В действительности, однако, трудно было придумать что-то более христианское, чем призывы вывести мир из тьмы к свету. Когда Вольтер шутил, что сделал для своего века больше, чем Лютер и Кальвин – для своего, он со свойственным ему изяществом платил им чёрной неблагодарностью. Жалуясь на то, что великие реформаторы так и не добили папство, он вторил бесчисленным радикальным протестантам. В юности Вольтер какое-то время жил в Англии. Там он своими глазами увидел, как вера в преображающую силу просвещения, господствовавшая и в аристократических салонах, и на молитвенных собраниях квакеров, породила завидную терпимость. «Если бы в Англии была только одна религия, следовало бы опасаться её деспотизма; если бы их было две, представители каждой перерезали бы друг другу горло; но их там тридцать, а потому они живут в благодатном мире» [772]

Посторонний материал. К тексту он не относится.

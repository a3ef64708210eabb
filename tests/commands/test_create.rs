//! Tests for the create command

use session_creator::commands::CreateArgs;
use session_creator::console::parse_confirm;
use session_creator::session_path::SessionPath;
use tempfile::tempdir;

#[test]
fn test_overwrite_declined_by_default() {
    // Overwrite confirmation defaults to "no"
    assert!(!parse_confirm("", false));
    assert!(!parse_confirm("n", false));
    assert!(!parse_confirm("whatever", false));
    assert!(parse_confirm("y", false));
}

#[test]
fn test_existing_session_is_detected() {
    let temp = tempdir().expect("tempdir");
    let path = SessionPath::new(temp.path(), "taken");

    assert!(!path.session_file().exists());
    std::fs::write(path.session_file(), b"existing").expect("write");
    assert!(path.session_file().exists());
}

#[test]
fn test_create_args_defaults_to_prompting() {
    let args = CreateArgs::default();
    assert!(args.name.is_none());
    assert!(args.dir.is_none());
}

#[tokio::test]
#[ignore] // Requires user interaction and a live Telegram connection
async fn test_create_run() {
    use session_creator::commands::create;

    let _ = create::run(CreateArgs::default()).await;
}
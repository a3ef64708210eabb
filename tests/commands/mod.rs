//! Command-level tests

mod test_create;
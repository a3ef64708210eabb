//! Interactive Telegram Session Creator Library
//!
//! This library provides the pieces of the session creator CLI:
//! - API credential validation and interactive acquisition
//! - Session file naming, directory resolution and artifact cleanup
//! - grammers client construction over a SQLite-backed session
//! - The interactive create-session command

pub mod console;
pub mod credentials;
pub mod error;
pub mod session;
pub mod session_path;

// Re-export common types
pub use credentials::{is_valid_api_hash, is_valid_api_id, ApiCredentials};
pub use error::{Error, Result};
pub use session_path::{SessionPath, DEFAULT_SESSION_NAME};

// Commands module uses re-exported types, so it must be declared after the re-exports
pub mod commands;
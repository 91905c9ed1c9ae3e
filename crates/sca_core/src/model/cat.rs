//! Cat (field agent) model.
//!
//! # Invariants
//! - `years_of_experience` and `salary_cents` are never negative.
//! - `breed` was accepted by the breed catalog at creation time; it is not
//!   re-validated afterwards.

use serde::{Deserialize, Serialize};
use uuid::Uuid;

pub type CatId = Uuid;

/// Persisted cat record.
#[derive(Debug, Clone, PartialEq, Eq, Serialize, Deserialize)]
pub struct Cat {
    pub id: CatId,
    pub name: String,
    pub years_of_experience: i64,
    pub breed: String,
    /// Salary in the smallest currency unit.
    pub salary_cents: i64,
    /// Epoch ms creation timestamp.
    pub created_at: i64,
    /// Epoch ms update timestamp.
    pub updated_at: i64,
}

/// Input for cat creation.
#[derive(Debug, Clone, PartialEq, Eq, Serialize, Deserialize)]
pub struct NewCat {
    pub name: String,
    pub years_of_experience: i64,
    pub breed: String,
    pub salary_cents: i64,
}
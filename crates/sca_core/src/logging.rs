//! Logging bootstrap for the dispatch core.
//!
//! # Responsibility
//! - Initialize rolling file logs exactly once per process.
//! - Optionally mirror warnings to stderr for interactive callers.
//! - Capture panics as sanitized log events.
//!
//! # Invariants
//! - Init is idempotent for identical settings.
//! - Re-initialization with a different level or directory is rejected.
//! - Initialization never panics.
//! - Log events carry ids and error codes only; target notes and other
//!   free text stay out of logs.

use flexi_logger::{
    Cleanup, Criterion, Duplicate, FileSpec, Logger, LoggerHandle, Naming, WriteMode,
};
use log::{error, info};
use once_cell::sync::OnceCell;
use std::path::{Path, PathBuf};

const LOG_FILE_BASENAME: &str = "sca";
const MAX_LOG_FILE_SIZE_BYTES: u64 = 10 * 1024 * 1024;
const MAX_LOG_FILES: usize = 5;
const MAX_PANIC_PAYLOAD_CHARS: usize = 160;

static LOGGING_STATE: OnceCell<LoggingState> = OnceCell::new();
static PANIC_HOOK_INSTALLED: OnceCell<()> = OnceCell::new();

/// Requested logging setup.
#[derive(Debug, Clone, PartialEq, Eq)]
pub struct LogSettings {
    /// One of `trace|debug|info|warn|error`, case-insensitive.
    pub level: String,
    /// Absolute directory for rolling log files.
    pub log_dir: PathBuf,
    /// Mirror `warn` and above to stderr.
    pub mirror_warnings: bool,
}

struct LoggingState {
    level: &'static str,
    log_dir: PathBuf,
    _logger: LoggerHandle,
}

/// Initializes core logging with level and directory.
///
/// # Errors
/// - Unsupported level, empty or relative directory.
/// - Directory cannot be created or logger backend fails to start.
/// - Logging is already active with a different level or directory.
pub fn init_logging(settings: &LogSettings) -> Result<(), String> {
    let level = normalize_level(&settings.level)?;
    let log_dir = normalize_log_dir(&settings.log_dir)?;

    if let Some(state) = LOGGING_STATE.get() {
        return ensure_same_config(state, level, &log_dir);
    }

    let state = LOGGING_STATE.get_or_try_init(|| start_logger(level, &log_dir, settings))?;
    ensure_same_config(state, level, &log_dir)
}

/// Returns `(level, log_dir)` of active logging, `None` before init.
pub fn logging_status() -> Option<(&'static str, PathBuf)> {
    LOGGING_STATE
        .get()
        .map(|state| (state.level, state.log_dir.clone()))
}

/// Default log level for the current build mode.
pub fn default_log_level() -> &'static str {
    if cfg!(debug_assertions) {
        "debug"
    } else {
        "info"
    }
}

pub(crate) fn normalize_level(level: &str) -> Result<&'static str, String> {
    match level.trim().to_ascii_lowercase().as_str() {
        "trace" => Ok("trace"),
        "debug" => Ok("debug"),
        "info" => Ok("info"),
        "warn" | "warning" => Ok("warn"),
        "error" => Ok("error"),
        other => Err(format!(
            "unsupported log level `{other}`; expected trace|debug|info|warn|error"
        )),
    }
}

fn normalize_log_dir(log_dir: &Path) -> Result<PathBuf, String> {
    if log_dir.as_os_str().is_empty() {
        return Err("log_dir cannot be empty".to_string());
    }
    if !log_dir.is_absolute() {
        return Err(format!(
            "log_dir must be an absolute path, got `{}`",
            log_dir.display()
        ));
    }
    Ok(log_dir.to_path_buf())
}

fn ensure_same_config(
    state: &LoggingState,
    level: &'static str,
    log_dir: &Path,
) -> Result<(), String> {
    if state.log_dir != log_dir {
        return Err(format!(
            "logging already initialized at `{}`; refusing to switch to `{}`",
            state.log_dir.display(),
            log_dir.display()
        ));
    }
    if state.level != level {
        return Err(format!(
            "logging already initialized with level `{}`; refusing to switch to `{}`",
            state.level, level
        ));
    }
    Ok(())
}

fn start_logger(
    level: &'static str,
    log_dir: &Path,
    settings: &LogSettings,
) -> Result<LoggingState, String> {
    std::fs::create_dir_all(log_dir).map_err(|err| {
        format!(
            "failed to create log directory `{}`: {err}",
            log_dir.display()
        )
    })?;

    let duplicate = if settings.mirror_warnings {
        Duplicate::Warn
    } else {
        Duplicate::None
    };
    let logger = Logger::try_with_str(level)
        .map_err(|err| format!("invalid log level `{level}`: {err}"))?
        .log_to_file(
            FileSpec::default()
                .directory(log_dir)
                .basename(LOG_FILE_BASENAME),
        )
        .rotate(
            Criterion::Size(MAX_LOG_FILE_SIZE_BYTES),
            Naming::Numbers,
            Cleanup::KeepLogFiles(MAX_LOG_FILES),
        )
        .write_mode(WriteMode::BufferAndFlush)
        .append()
        .duplicate_to_stderr(duplicate)
        .format_for_files(flexi_logger::detailed_format)
        .start()
        .map_err(|err| format!("failed to start logger: {err}"))?;

    install_panic_hook_once();

    info!(
        "event=app_start module=core status=ok platform={} version={}",
        std::env::consts::OS,
        env!("CARGO_PKG_VERSION")
    );
    info!(
        "event=core_init module=core status=ok level={} log_dir={}",
        level,
        log_dir.display()
    );

    Ok(LoggingState {
        level,
        log_dir: log_dir.to_path_buf(),
        _logger: logger,
    })
}

fn install_panic_hook_once() {
    if PANIC_HOOK_INSTALLED.set(()).is_err() {
        return;
    }

    let previous_hook = std::panic::take_hook();
    std::panic::set_hook(Box::new(move |panic_info| {
        let location = panic_info
            .location()
            .map(|loc| format!("{}:{}", loc.file(), loc.line()))
            .unwrap_or_else(|| "unknown".to_string());
        let payload = panic_payload_summary(panic_info);
        error!(
            "event=panic_captured module=core status=error location={} payload={}",
            location, payload
        );
        previous_hook(panic_info);
    }));
}

fn panic_payload_summary(info: &std::panic::PanicHookInfo<'_>) -> String {
    let payload = if let Some(message) = info.payload().downcast_ref::<&str>() {
        (*message).to_string()
    } else if let Some(message) = info.payload().downcast_ref::<String>() {
        message.clone()
    } else {
        "non-string panic payload".to_string()
    };

    sanitize_message(&payload, MAX_PANIC_PAYLOAD_CHARS)
}

fn sanitize_message(value: &str, max_chars: usize) -> String {
    let normalized = value.replace(['\n', '\r'], " ");
    let mut truncated = normalized.chars().take(max_chars).collect::<String>();
    if normalized.chars().count() > max_chars {
        truncated.push_str("...");
    }
    truncated
}
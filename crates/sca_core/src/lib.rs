//! Core domain logic for the spy cat dispatch agency.
//! This crate is the single source of truth for mission and assignment
//! invariants; transports only translate requests and errors.

pub mod breeds;
pub mod config;
pub mod db;
pub mod logging;
pub mod model;
pub mod repo;
pub mod rules;
pub mod service;

pub use breeds::{
    Breed, BreedCatalog, BreedCatalogError, CachedBreedCatalog, HttpBreedSource,
    StaticBreedSource,
};
pub use config::{ConfigError, DispatchConfig};
pub use db::{open_db, open_db_in_memory, DbError};
pub use logging::{default_log_level, init_logging, logging_status, LogSettings};
pub use model::cat::{Cat, CatId, NewCat};
pub use model::completion::Completion;
pub use model::mission::{
    Mission, MissionId, Target, TargetDraft, TargetId, TargetUpdate, MAX_TARGETS_PER_MISSION,
};
pub use repo::cat_repo::{CatRepository, SqliteCatRepository};
pub use repo::mission_repo::{AppendOutcome, MissionRepository, SqliteMissionRepository};
pub use repo::{RepoError, RepoResult};
pub use service::assignment::AssignmentCoordinator;
pub use service::cat_service::{CatService, CatServiceError};
pub use service::error::{EntityRef, ErrorCategory, MissionServiceError};
pub use service::mission_service::{MissionResult, MissionService};

/// Returns the core crate version.
pub fn core_version() -> &'static str {
    env!("CARGO_PKG_VERSION")
}

#[cfg(test)]
mod tests {
    use super::core_version;

    #[test]
    fn version_is_not_empty() {
        assert!(!core_version().is_empty());
    }
}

. Всё же, окинув этот религиозный ландшафт весёлым и снисходительным взглядом, он не остался доволен увиденным. Казнь Каласа потрясла его и избавила от остатков благодушия. Христианские секты неисправимы. При первой же возможности они примутся друг друга преследовать. Лишь религия, способная преодолеть их взаимную ненависть, может считаться идеальной. Продолжая бороться за оправдание Каласа, Вольтер писал, что такая религия не только существует, но и является «самой древней и самой распространённой» религией в мире. Её приверженец не участвует в спорах о доктринальных вопросах. Он знает, что не получал никаких божественных откровений. Он поклоняется справедливому Богу, чьи деяния выше человеческого понимания. «У него есть братья от Пекина до Кайенны, и он причисляет к своим братьям всех мудрецов» [773].Но это, конечно, звучало как попытка создать ещё одну секту – более того, секту с подозрительно знакомыми претензиями. Мечта о вселенской религии была по сути своей католической. Со времён Лютера все попытки залатать разорванную ткань христианского мира заканчивались лишь появлением в ней новых дыр. Обвинив христианство в мракобесии, в приверженности суевериям, в противоречивости его писаний, Вольтер не придумал ничего нового. Все эти обвинения оттачивались более двухсот лет, причём выдвигали их набожные христиане. Презрение к религиозным распрям, которое приписывали своему божеству квакеры, коллегианты, Спиноза, а теперь и Вольтер, стало прямым следствием религиозных распрей. «Суеверие относится к религии, как астрология к астрономии – это безумная дочь мудрой матери» [774]
. Мечта Вольтера о братстве людей корнями уходила в то самое христианство, которое он объявлял склочным, ограниченным, кровожадным. Как Павел провозгласил, что во Христе Иисусе нет ни эллина, ни иудея, так и Вольтер верил, что в благословенном будущем, где восторжествует полное просвещение, не будет ни иудея, ни христианина, ни мусульманина. Все их различия будут стёрты – и человечество станет единым целым.«Ибо все вы сыны Божии…» [775]
Эпохальная уверенность Павла в том, что мир стоит на пороге небывалого освобождения, что знание о нём будет записано на скрижалях человеческих сердец, а всё, что определяло и разделяло людей, растает и бесследно исчезнет, не ослабила хватки и владела даже «философами». Те, кто в стремлении к «свету разума» [776] готов был дойти до кощунственных крайностей, поневоле оставались её наследниками.